**Problem to solve:** Keeping every character in place, output all the data.

(Collected data)
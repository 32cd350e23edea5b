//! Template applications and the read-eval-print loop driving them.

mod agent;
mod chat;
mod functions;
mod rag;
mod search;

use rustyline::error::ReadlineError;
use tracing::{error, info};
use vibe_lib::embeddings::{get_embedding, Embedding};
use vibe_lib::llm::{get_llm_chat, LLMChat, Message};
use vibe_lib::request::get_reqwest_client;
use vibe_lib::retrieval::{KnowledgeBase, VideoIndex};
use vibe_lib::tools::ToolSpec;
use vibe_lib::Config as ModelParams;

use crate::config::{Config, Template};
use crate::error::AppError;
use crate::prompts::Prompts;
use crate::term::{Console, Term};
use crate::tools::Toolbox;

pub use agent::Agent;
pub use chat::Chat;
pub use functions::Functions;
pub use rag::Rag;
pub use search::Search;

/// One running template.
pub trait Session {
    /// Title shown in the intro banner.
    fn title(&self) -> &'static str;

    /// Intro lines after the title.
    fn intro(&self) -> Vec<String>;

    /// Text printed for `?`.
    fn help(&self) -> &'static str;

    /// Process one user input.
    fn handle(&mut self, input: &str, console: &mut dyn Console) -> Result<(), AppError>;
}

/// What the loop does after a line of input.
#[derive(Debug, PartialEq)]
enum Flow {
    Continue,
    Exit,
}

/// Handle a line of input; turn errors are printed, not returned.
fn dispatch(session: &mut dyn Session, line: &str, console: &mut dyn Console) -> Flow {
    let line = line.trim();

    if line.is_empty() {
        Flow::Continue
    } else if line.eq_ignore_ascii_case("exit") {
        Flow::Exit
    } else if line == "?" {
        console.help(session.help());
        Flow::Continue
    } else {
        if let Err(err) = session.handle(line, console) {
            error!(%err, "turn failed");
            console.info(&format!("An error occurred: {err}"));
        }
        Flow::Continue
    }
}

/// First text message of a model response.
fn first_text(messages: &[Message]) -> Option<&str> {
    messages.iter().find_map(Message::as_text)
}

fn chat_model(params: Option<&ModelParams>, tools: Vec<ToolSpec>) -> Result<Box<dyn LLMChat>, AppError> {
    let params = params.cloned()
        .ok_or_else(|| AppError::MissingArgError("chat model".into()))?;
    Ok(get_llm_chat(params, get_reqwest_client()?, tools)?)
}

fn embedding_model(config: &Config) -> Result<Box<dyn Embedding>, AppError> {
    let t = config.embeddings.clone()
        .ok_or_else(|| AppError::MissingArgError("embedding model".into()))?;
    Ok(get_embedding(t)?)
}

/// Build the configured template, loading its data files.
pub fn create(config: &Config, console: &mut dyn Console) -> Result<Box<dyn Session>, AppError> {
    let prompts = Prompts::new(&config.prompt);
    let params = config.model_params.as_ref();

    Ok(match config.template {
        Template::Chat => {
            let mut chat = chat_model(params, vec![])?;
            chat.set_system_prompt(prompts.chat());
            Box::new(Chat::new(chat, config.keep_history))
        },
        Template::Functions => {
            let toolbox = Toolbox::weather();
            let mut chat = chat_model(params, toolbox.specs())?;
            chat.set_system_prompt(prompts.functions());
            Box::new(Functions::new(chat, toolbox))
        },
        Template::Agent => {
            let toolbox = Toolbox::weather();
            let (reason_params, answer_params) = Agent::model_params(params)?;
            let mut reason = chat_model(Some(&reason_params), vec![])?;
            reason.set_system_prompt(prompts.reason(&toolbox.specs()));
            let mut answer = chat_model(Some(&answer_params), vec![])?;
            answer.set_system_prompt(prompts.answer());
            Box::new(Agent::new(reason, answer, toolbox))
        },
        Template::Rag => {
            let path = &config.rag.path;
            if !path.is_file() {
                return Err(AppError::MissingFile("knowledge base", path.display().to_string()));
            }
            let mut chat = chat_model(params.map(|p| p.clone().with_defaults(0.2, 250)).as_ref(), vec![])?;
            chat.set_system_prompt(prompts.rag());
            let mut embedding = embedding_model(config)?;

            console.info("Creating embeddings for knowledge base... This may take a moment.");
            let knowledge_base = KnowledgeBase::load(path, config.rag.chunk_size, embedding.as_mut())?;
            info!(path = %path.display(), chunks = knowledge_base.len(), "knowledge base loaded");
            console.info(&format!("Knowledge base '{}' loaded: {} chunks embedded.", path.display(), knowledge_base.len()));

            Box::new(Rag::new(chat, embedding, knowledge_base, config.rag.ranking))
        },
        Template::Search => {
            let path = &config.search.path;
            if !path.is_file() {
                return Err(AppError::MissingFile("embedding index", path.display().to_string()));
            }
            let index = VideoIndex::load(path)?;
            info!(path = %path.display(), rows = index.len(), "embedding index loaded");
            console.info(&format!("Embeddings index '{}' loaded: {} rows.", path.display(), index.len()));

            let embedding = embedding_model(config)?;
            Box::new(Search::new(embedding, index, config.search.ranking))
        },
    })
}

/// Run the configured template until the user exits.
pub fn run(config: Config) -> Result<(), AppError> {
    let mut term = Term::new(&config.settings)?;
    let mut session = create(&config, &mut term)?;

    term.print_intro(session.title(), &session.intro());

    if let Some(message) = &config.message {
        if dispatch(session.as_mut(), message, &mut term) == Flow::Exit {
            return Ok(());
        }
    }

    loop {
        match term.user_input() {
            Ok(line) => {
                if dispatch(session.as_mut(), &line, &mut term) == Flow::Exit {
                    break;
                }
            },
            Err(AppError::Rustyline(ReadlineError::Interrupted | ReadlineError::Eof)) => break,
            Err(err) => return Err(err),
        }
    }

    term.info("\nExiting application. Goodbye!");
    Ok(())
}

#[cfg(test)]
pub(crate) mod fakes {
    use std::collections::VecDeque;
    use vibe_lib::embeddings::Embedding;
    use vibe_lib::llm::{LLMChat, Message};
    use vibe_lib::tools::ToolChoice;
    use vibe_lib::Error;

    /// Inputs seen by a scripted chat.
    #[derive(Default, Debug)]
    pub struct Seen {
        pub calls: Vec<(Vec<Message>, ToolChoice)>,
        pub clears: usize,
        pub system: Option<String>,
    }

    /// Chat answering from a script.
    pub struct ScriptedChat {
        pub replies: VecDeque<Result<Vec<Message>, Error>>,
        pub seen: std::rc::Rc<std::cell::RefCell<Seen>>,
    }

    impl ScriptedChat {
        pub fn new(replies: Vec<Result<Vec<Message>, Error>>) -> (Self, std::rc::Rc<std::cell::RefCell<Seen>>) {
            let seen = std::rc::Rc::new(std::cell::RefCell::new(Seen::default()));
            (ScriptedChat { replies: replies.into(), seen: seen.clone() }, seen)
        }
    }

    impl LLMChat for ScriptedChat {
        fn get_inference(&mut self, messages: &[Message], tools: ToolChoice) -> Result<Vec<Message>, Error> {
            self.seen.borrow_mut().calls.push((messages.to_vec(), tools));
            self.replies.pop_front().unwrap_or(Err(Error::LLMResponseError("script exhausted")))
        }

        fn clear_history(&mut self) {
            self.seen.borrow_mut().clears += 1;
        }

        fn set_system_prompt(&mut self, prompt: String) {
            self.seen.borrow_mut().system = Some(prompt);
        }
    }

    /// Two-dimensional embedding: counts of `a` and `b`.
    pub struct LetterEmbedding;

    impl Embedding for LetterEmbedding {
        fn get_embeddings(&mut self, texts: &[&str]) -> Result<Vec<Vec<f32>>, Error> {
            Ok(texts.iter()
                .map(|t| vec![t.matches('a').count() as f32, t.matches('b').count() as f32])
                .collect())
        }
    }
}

**Exercise response:**
repository 32cd350e23edea5b
//! Template applications and the read-eval-print loop driving them.

mod agent;
mod chat;
mod functions;
mod rag;
mod search;

use rustyline::error::ReadlineError;
use tracing::{error, info};
use vibe_lib::embeddings::{get_embedding, Embedding};
use vibe_lib::llm::{get_llm_chat, LLMChat, Message};
use vibe_lib::request::get_reqwest_client;
use vibe_lib::retrieval::{KnowledgeBase, VideoIndex};
use vibe_lib::tools::ToolSpec;
use vibe_lib::Config as ModelParams;

use crate::config::{Config, Template};
use crate::error::AppError;
use crate::prompts::Prompts;
use crate::term::{Console, Term};
use crate::tools::Toolbox;

pub use agent::Agent;
pub use chat::Chat;
pub use functions::Functions;
pub use rag::Rag;
pub use search::Search;

/// One running template.
pub trait Session {
    /// Title shown in the intro banner.
    fn title(&self) -> &'static str;

    /// Intro lines after the title.
    fn intro(&self) -> Vec<String>;

    /// Text printed for `?`.
    fn help(&self) -> &'static str;

    /// Process one user input.
    fn handle(&mut self, input: &str, console: &mut dyn Console) -> Result<(), AppError>;
}

/// What the loop does after a line of input.
#[derive(Debug, PartialEq)]
enum Flow {
    Continue,
    Exit,
}

/// Handle a line of input; turn errors are printed, not returned.
fn dispatch(session: &mut dyn Session, line: &str, console: &mut dyn Console) -> Flow {
    let line = line.trim();

    if line.is_empty() {
        Flow::Continue
    } else if line.eq_ignore_ascii_case("exit") {
        Flow::Exit
    } else if line == "?" {
        console.help(session.help());
        Flow::Continue
    } else {
        if let Err(err) = session.handle(line, console) {
            error!(%err, "turn failed");
            console.info(&format!("An error occurred: {err}"));
        }
        Flow::Continue
    }
}

/// First text message of a model response.
fn first_text(messages: &[Message]) -> Option<&str> {
    messages.iter().find_map(Message::as_text)
}

fn chat_model(params: Option<&ModelParams>, tools: Vec<ToolSpec>) -> Result<Box<dyn LLMChat>, AppError> {
    let params = params.cloned()
        .ok_or_else(|| AppError::MissingArgError("chat model".into()))?;
    Ok(get_llm_chat(params, get_reqwest_client()?, tools)?)
}

fn embedding_model(config: &Config) -> Result<Box<dyn Embedding>, AppError> {
    let t = config.embeddings.clone()
        .ok_or_else(|| AppError::MissingArgError("embedding model".into()))?;
    Ok(get_embedding(t)?)
}

/// Build the configured template, loading its data files.
pub fn create(config: &Config, console: &mut dyn Console) -> Result<Box<dyn Session>, AppError> {
    let prompts = Prompts::new(&config.prompt);
    let params = config.model_params.as_ref();

    Ok(match config.template {
        Template::Chat => {
            let mut chat = chat_model(params, vec![])?;
            chat.set_system_prompt(prompts.chat());
            Box::new(Chat::new(chat, config.keep_history))
        },
        Template::Functions => {
            let toolbox = Toolbox::weather();
            let mut chat = chat_model(params, toolbox.specs())?;
            chat.set_system_prompt(prompts.functions());
            Box::new(Functions::new(chat, toolbox))
        },
        Template::Agent => {
            let toolbox = Toolbox::weather();
            let (reason_params, answer_params) = Agent::model_params(params)?;
            let mut reason = chat_model(Some(&reason_params), vec![])?;
            reason.set_system_prompt(prompts.reason(&toolbox.specs()));
            let mut answer = chat_model(Some(&answer_params), vec![])?;
            answer.set_system_prompt(prompts.answer());
            Box::new(Agent::new(reason, answer, toolbox))
        },
        Template::Rag => {
            let path = &config.rag.path;
            if !path.is_file() {
                return Err(AppError::MissingFile("knowledge base", path.display().to_string()));
            }
            let mut chat = chat_model(params.map(|p| p.clone().with_defaults(0.2, 250)).as_ref(), vec![])?;
            chat.set_system_prompt(prompts.rag());
            let mut embedding = embedding_model(config)?;

            console.info("Creating embeddings for knowledge base... This may take a moment.");
            let knowledge_base = KnowledgeBase::load(path, config.rag.chunk_size, embedding.as_mut())?;
            info!(path = %path.display(), chunks = knowledge_base.len(), "knowledge base loaded");
            console.info(&format!("Knowledge base '{}' loaded: {} chunks embedded.", path.display(), knowledge_base.len()));

            Box::new(Rag::new(chat, embedding, knowledge_base, config.rag.ranking))
        },
        Template::Search => {
            let path = &config.search.path;
            if !path.is_file() {
                return Err(AppError::MissingFile("embedding index", path.display().to_string()));
            }
            let index = VideoIndex::load(path)?;
            info!(path = %path.display(), rows = index.len(), "embedding index loaded");
            console.info(&format!("Embeddings index '{}' loaded: {} rows.", path.display(), index.len()));

            let embedding = embedding_model(config)?;
            Box::new(Search::new(embedding, index, config.search.ranking))
        },
    })
}

/// Run the configured template until the user exits.
pub fn run(config: Config) -> Result<(), AppError> {
    let mut term = Term::new(&config.settings)?;
    let mut session = create(&config, &mut term)?;

    term.print_intro(session.title(), &session.intro());

    if let Some(message) = &config.message {
        if dispatch(session.as_mut(), message, &mut term) == Flow::Exit {
            return Ok(());
        }
    }

    loop {
        match term.user_input() {
            Ok(line) => {
                if dispatch(session.as_mut(), &line, &mut term) == Flow::Exit {
                    break;
                }
            },
            Err(AppError::Rustyline(ReadlineError::Interrupted | ReadlineError::Eof)) => break,
            Err(err) => return Err(err),
        }
    }

    term.info("\nExiting application. Goodbye!");
    Ok(())
}

#[cfg(test)]
pub(crate) mod fakes {
    use std::collections::VecDeque;
    use vibe_lib::embeddings::Embedding;
    use vibe_lib::llm::{LLMChat, Message};
    use vibe_lib::tools::ToolChoice;
    use vibe_lib::Error;

    /// Inputs seen by a scripted chat.
    #[derive(Default, Debug)]
    pub struct Seen {
        pub calls: Vec<(Vec<Message>, ToolChoice)>,
        pub clears: usize,
        pub system: Option<String>,
    }

    /// Chat answering from a script.
    pub struct ScriptedChat {
        pub replies: VecDeque<Result<Vec<Message>, Error>>,
        pub seen: std::rc::Rc<std::cell::RefCell<Seen>>,
    }

    impl ScriptedChat {
        pub fn new(replies: Vec<Result<Vec<Message>, Error>>) -> (Self, std::rc::Rc<std::cell::RefCell<Seen>>) {
            let seen = std::rc::Rc::new(std::cell::RefCell::new(Seen::default()));
            (ScriptedChat { replies: replies.into(), seen: seen.clone() }, seen)
        }
    }

    impl LLMChat for ScriptedChat {
        fn get_inference(&mut self, messages: &[Message], tools: ToolChoice) -> Result<Vec<Message>, Error> {
            self.seen.borrow_mut().calls.push((messages.to_vec(), tools));
            self.replies.pop_front().unwrap_or(Err(Error::LLMResponseError("script exhausted")))
        }

        fn clear_history(&mut self) {
            self.seen.borrow_mut().clears += 1;
        }

        fn set_system_prompt(&mut self, prompt: String) {
            self.seen.borrow_mut().system = Some(prompt);
        }
    }

    /// Two-dimensional embedding: counts of `a` and `b`.
    pub struct LetterEmbedding;

    impl Embedding for LetterEmbedding {
        fn get_embeddings(&mut self, texts: &[&str]) -> Result<Vec<Vec<f32>>, Error> {
            Ok(texts.iter()
                .map(|t| vec![t.matches('a').count() as f32, t.matches('b').count() as f32])
                .collect())
        }
    }
}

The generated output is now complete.